Most of the work I do and things I think and write about tend to revolve pretty tightly around the United States and that makes some sense because this is my home after all and you can only really engage with so much it’s a big world. But spending time in a place so far outside of your usual realm, especially one like the US, you’re constantly having to face both how insignificant your one little country is in the grand scheme of things, but also how significant that one little country can be. The challenges facing other regions are so much different and bigger in their own way than the ones the United States faces, but also the way the United States deals with its problems can either create or alleviate profound problems far beyond its own borders.

I was talking to my therapist about this and he compared the US to a small spoiled child in a large family that nevertheless has the power to make everyone else miserable. And, of course, we frequently, directly harm other countries, something you are constantly reminded of in various historical plaques around the world.

This rat named Bibititi and others like it can detect land mines and other explosives. The US dropped at least 26 million explosive sub-munitions on Cambodia during the Vietnam War.

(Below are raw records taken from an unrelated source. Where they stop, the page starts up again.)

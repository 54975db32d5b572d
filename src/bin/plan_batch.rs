//! Evaluate every goal in a CSV file
//!
//! Input columns match the goal request fields (goal_name, target_amount,
//! monthly_income, fixed_expenses, current_savings, months_left, annual_roi,
//! target_date). Rows are validated and evaluated in parallel; invalid rows
//! are reported in the output's `error` column instead of aborting the run.

use anyhow::{Context, Result};
use chrono::{NaiveDate, Utc};
use clap::Parser;
use log::warn;
use savings_planner::planner::evaluate_batch;
use savings_planner::GoalRequest;
use serde::{Deserialize, Serialize};
use serde_json::Value;
use std::path::PathBuf;
use std::time::Instant;

#[derive(Parser, Debug)]
#[command(name = "plan_batch", about = "Evaluate savings goals from a CSV file")]
struct Args {
    /// Goals CSV
    #[arg(long)]
    input: PathBuf,

    /// Where to write results
    #[arg(long, default_value = "plan_output.csv")]
    output: PathBuf,

    /// Date to count months from when rows use target_date [default: today, UTC]
    #[arg(long)]
    today: Option<NaiveDate>,
}

/// Raw CSV row; every cell is text until validation
#[derive(Debug, Deserialize)]
struct GoalRow {
    goal_name: Option<String>,
    target_amount: Option<String>,
    monthly_income: Option<String>,
    fixed_expenses: Option<String>,
    current_savings: Option<String>,
    #[serde(default)]
    months_left: Option<String>,
    #[serde(default)]
    annual_roi: Option<String>,
    #[serde(default)]
    target_date: Option<String>,
}

impl From<GoalRow> for GoalRequest {
    fn from(row: GoalRow) -> Self {
        GoalRequest {
            goal_name: row.goal_name,
            target_amount: row.target_amount.map(Value::String),
            monthly_income: row.monthly_income.map(Value::String),
            fixed_expenses: row.fixed_expenses.map(Value::String),
            current_savings: row.current_savings.map(Value::String),
            months_left: row.months_left.map(Value::String),
            annual_roi: row.annual_roi.map(Value::String),
            target_date: row.target_date,
        }
    }
}

#[derive(Debug, Serialize)]
struct OutputRow {
    row: usize,
    goal_name: String,
    monthly_saving_required: Option<f64>,
    feasible: Option<bool>,
    shortfall: Option<f64>,
    advice: String,
    error: String,
}

fn main() -> Result<()> {
    env_logger::init();
    let args = Args::parse();
    let today = args.today.unwrap_or_else(|| Utc::now().date_naive());

    let start = Instant::now();
    println!("Loading goals from {}...", args.input.display());

    let mut reader = csv::ReaderBuilder::new()
        .trim(csv::Trim::All)
        .from_path(&args.input)
        .with_context(|| format!("Failed to open {}", args.input.display()))?;

    let mut requests = Vec::new();
    for (idx, row) in reader.deserialize::<GoalRow>().enumerate() {
        let row = row.with_context(|| format!("Malformed CSV row {}", idx + 1))?;
        requests.push(GoalRequest::from(row));
    }
    println!("Loaded {} goals in {:?}", requests.len(), start.elapsed());

    let eval_start = Instant::now();
    let results = evaluate_batch(&requests, today);
    println!("Evaluated in {:?}", eval_start.elapsed());

    let mut writer = csv::Writer::from_path(&args.output)
        .with_context(|| format!("Failed to create {}", args.output.display()))?;

    let mut feasible = 0usize;
    let mut infeasible = 0usize;
    let mut invalid = 0usize;

    for (idx, (request, result)) in requests.iter().zip(results).enumerate() {
        let goal_name = request.goal_name.clone().unwrap_or_default();
        let out = match result {
            Ok(plan) => {
                if plan.feasible {
                    feasible += 1;
                } else {
                    infeasible += 1;
                }
                OutputRow {
                    row: idx + 1,
                    goal_name,
                    monthly_saving_required: Some(plan.monthly_saving_required),
                    feasible: Some(plan.feasible),
                    shortfall: plan.shortfall,
                    advice: plan.advice,
                    error: String::new(),
                }
            }
            Err(e) => {
                invalid += 1;
                warn!("Row {} ({}): {}", idx + 1, goal_name, e);
                OutputRow {
                    row: idx + 1,
                    goal_name,
                    monthly_saving_required: None,
                    feasible: None,
                    shortfall: None,
                    advice: String::new(),
                    error: e.to_string(),
                }
            }
        };
        writer.serialize(out)?;
    }
    writer.flush()?;

    println!("Output written to {}", args.output.display());
    println!("\nBatch Summary:");
    println!("  Feasible:   {}", feasible);
    println!("  Infeasible: {}", infeasible);
    println!("  Invalid:    {}", invalid);
    println!("\nTotal time: {:?}", start.elapsed());
    Ok(())
}
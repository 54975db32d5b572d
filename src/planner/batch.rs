//! Evaluate many independent goals at once

use super::{evaluate_goal, PlanResult};
use crate::error::ValidationError;
use crate::request::GoalRequest;
use chrono::NaiveDate;
use rayon::prelude::*;

/// Validate and evaluate each request in parallel.
///
/// Goals are evaluated independently; output order matches input order and
/// one invalid request does not affect the others.
pub fn evaluate_batch(requests: &[GoalRequest], today: NaiveDate) -> Vec<Result<PlanResult, ValidationError>> {
    requests
        .par_iter()
        .map(|request| -> Result<PlanResult, ValidationError> {
            let (goal, finances) = request.validate(today)?;
            Ok(evaluate_goal(&goal, &finances))
        })
        .collect()
}
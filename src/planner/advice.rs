//! Human-readable guidance attached to a plan

/// Guidance returned when the contribution fits the budget
pub const FEASIBLE_ADVICE: &str = "Your goal is achievable with your current finances. Keep investing consistently.";

/// Advice text for a plan. `shortfall` is `None` when the goal is affordable.
pub fn advice_for(shortfall: Option<f64>) -> String {
    match shortfall {
        None => FEASIBLE_ADVICE.to_string(),
        Some(gap) => format!(
            "You need {gap:.2} more per month than you can currently save. \
             Increase your monthly investment or extend your timeline to reach this goal."
        ),
    }
}
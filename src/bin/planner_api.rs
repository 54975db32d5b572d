//! AWS Lambda entry point for the planner HTTP API
//!
//! Configuration comes from the environment (see `ServiceConfig::from_env`);
//! datasets are loaded once at cold start and shared by every invocation.

use lambda_http::run;
use lambda_runtime::Error;
use log::info;
use savings_planner::api::{router, ServiceContext};
use savings_planner::ServiceConfig;
use std::sync::Arc;

#[tokio::main]
async fn main() -> Result<(), Error> {
    env_logger::init();

    let config = ServiceConfig::from_env()?;
    let ctx = Arc::new(ServiceContext::load(config)?);
    info!("Starting planner API");

    run(router(ctx)).await
}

Cambodia is like a lot of countries in the Global South and developing parts of Asia, in that it’s experiencing a lot of unequal economic growth, and with it growth in emissions, but still lacks sufficient investment to mitigate or adapt to climate change. It’s also dealing with a corrupt, albeit currently stable, government and threats to its economic sovereignty from outside superpowers. Meanwhile, whether it’s worsening drought, flooding, storms, or punishing heat, its people are suffering the consequences of the high standards of living that wealthier countries have been enjoying for many decades. 

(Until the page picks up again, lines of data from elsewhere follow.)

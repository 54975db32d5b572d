//! Sinking-fund contribution and feasibility verdict

use super::advice::advice_for;
use super::{FinancesInput, GoalInput, PlanResult};
use log::debug;

/// Monthly contribution that compounds to `amount_needed` after `periods` months.
///
/// The annual rate is a percentage and is compounded monthly
/// (`annual_roi_percent / 12 / 100` per period). A rate of exactly zero
/// falls back to linear division, the limit of the annuity formula.
///
/// # Arguments
/// * `amount_needed` - Target minus current savings; negative when already met
/// * `periods` - Number of monthly contributions, at least 1
/// * `annual_roi_percent` - Expected annual return (12.0 = 12%)
///
/// # Returns
/// Required contribution per period. Not clamped: a negative amount needed
/// gives a negative contribution.
pub fn compute_required_contribution(amount_needed: f64, periods: u32, annual_roi_percent: f64) -> f64 {
    let monthly_rate = annual_roi_percent / 12.0 / 100.0;
    let n = f64::from(periods.max(1));

    if monthly_rate == 0.0 {
        return amount_needed / n;
    }

    // FV of an ordinary annuity: P * ((1+r)^n - 1) / r, solved for P.
    // (1+r)^n - 1 via ln_1p/exp_m1 keeps precision when 1 + r rounds to 1.
    let growth = (n * monthly_rate.ln_1p()).exp_m1();
    amount_needed * (monthly_rate / growth)
}

/// Evaluate a single goal against the household's finances
pub fn evaluate_goal(goal: &GoalInput, finances: &FinancesInput) -> PlanResult {
    let periods = goal.effective_periods();
    let required = compute_required_contribution(goal.amount_needed(), periods, goal.annual_roi);
    let available = finances.available_to_save();

    // Equality counts as affordable
    let feasible = required <= available;
    let shortfall = if feasible {
        None
    } else {
        Some(round_to_cents(required - available))
    };

    debug!(
        "goal '{}': periods={}, required={:.4}, available={:.2}, feasible={}",
        goal.goal_name, periods, required, available, feasible
    );

    PlanResult {
        goal_name: goal.goal_name.clone(),
        monthly_saving_required: round_to_cents(required),
        feasible,
        advice: advice_for(shortfall),
        shortfall,
    }
}

/// Round to 2 decimal places, normalizing negative zero.
///
/// Ties go to the even cent (0.125 -> 0.12, 0.375 -> 0.38), the same
/// banker's rounding the planner has always reported. Values too large to
/// scale by 100 are returned unchanged.
pub fn round_to_cents(value: f64) -> f64 {
    let scaled = value * 100.0;
    if !scaled.is_finite() {
        return value;
    }
    let rounded = scaled.round_ties_even() / 100.0;
    if rounded == 0.0 { 0.0 } else { rounded }
}
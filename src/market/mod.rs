//! Read-only market data feeds: fund performance and market capitalization

pub mod funds;
pub mod market_cap;

pub use funds::{FundRecord, FundTable, ReturnHorizon, load_funds, load_funds_from_reader, load_default_funds};
pub use market_cap::{
    MarketDataSource, SnapshotMarketData, MarketCapQuote, lookup_market_caps, parse_symbols,
};
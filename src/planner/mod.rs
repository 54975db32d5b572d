//! Goal-feasibility engine: required monthly contribution and affordability

mod data;
mod engine;
mod advice;
mod batch;

pub use data::{GoalInput, FinancesInput, PlanResult};
pub use engine::{compute_required_contribution, evaluate_goal, round_to_cents};
pub use advice::{advice_for, FEASIBLE_ADVICE};
pub use batch::evaluate_batch;

// ============================================================================
// Request Defaults
// ============================================================================
// Applied at the request boundary when the optional fields are omitted.

/// Default number of monthly contributions remaining
pub const DEFAULT_MONTHS_LEFT: i64 = 12;

/// Default expected annual return, in percent (12 = 12%)
pub const DEFAULT_ANNUAL_ROI: f64 = 12.0;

So it’s humbling to ride through swarms of diesel burning tuk tuks and scooters sometimes carrying families of four across town, or the endless chorus of construction in an urban center surrounded by rice farms, and then think about say public transit policy in Boston. It’s also infuriating and depressing to think about how much power and wealth we have in the States and think of what we could accomplish with it and what we actually accomplish with it. These aren’t super novel ideas or anything but seeing them up close for a couple of weeks is something, and it made me want to do a better job of understanding how issues I care about manifest in other parts of the world.

This one is Bangkok.


During the trip I was talking with a friend about climate change as is my bullshit and he was expressing pessimism that humanity will respond in some kind of noble or just way, you know judging by the scoreboard. But he is also fairly optimistic that we’ll make it through to the other side, because that’s just what people do. He was clear, however, that this is not a desirable outcome he is comforted by, that it basically means an “abandonment of any sense of ethics.” 

That reminded me of this book by Annalee Newitz called Scatter, Adapt, and Remember, about how humanity has a good shot at avoiding extinction because we can do those three things in the title. But I couldn’t remember the third thing which is funny because it is literally to remember. And the remember part is probably the most important one. The scattering and adapting seems like something we are good at but the remember part, that is the tricky one. 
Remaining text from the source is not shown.